Error: The physician neglected to consider
hyperpathia, markedly increased pain from normally painful situations. Pain fibers from
the sinuvertebral nerve fill the posterior longitudinal ligament (PLL) is packed full of
pain fibers from the sinuvertebral nerve, which double back into the canal from the spinal
root. The disc itself may have relatively few pain fibers. Large herniations may therefore
not be painful. A central herniation against the PLL may have considerable pain, and in a
patient with hyperpathia, may be very severe. Just as pain in a normal person does not
correlate well with the size of the herniation, it correlates even less well in someone
with hyperpathia.
If the patient has Central Pain kinesthetic dysesthesia, exercise
is not viable therapy. Also, the temperature of hydromassage may evoke the dysesthetic
burning.
- Situation: Physician tests sensation in a Central
Pain patient with an open safety pin and concludes the testing is normal, since the
patient responds painfully to the pin everywhere.
Error: Central Pain patients have hyperpathia.

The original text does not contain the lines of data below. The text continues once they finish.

//! Image codec adapter
//!
//! This module handles:
//! - Validating and decoding user uploads (decode.rs)
//! - Encoding images back to PNG for export (export.rs)

pub mod decode;
pub mod export;

pub use decode::{decode, decode_async, read_upload, validate, DecodedUpload, Upload};
pub use export::{encode_png, export_file_name, Export};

The examiner has missed the difference in increased susceptibility to pin prick on the
trunk as compared to feet and hands. Normally, the feet and hands are areas of increased
sensibility. The increase to pin prick sensation as one goes proximally is the exact
opposite of the dysesthetic burning, which usually increases distally. The gradient in
dysesthesia corresponds to areas of subtle loss of touch sensation, hyperpathia is
diminished in these areas.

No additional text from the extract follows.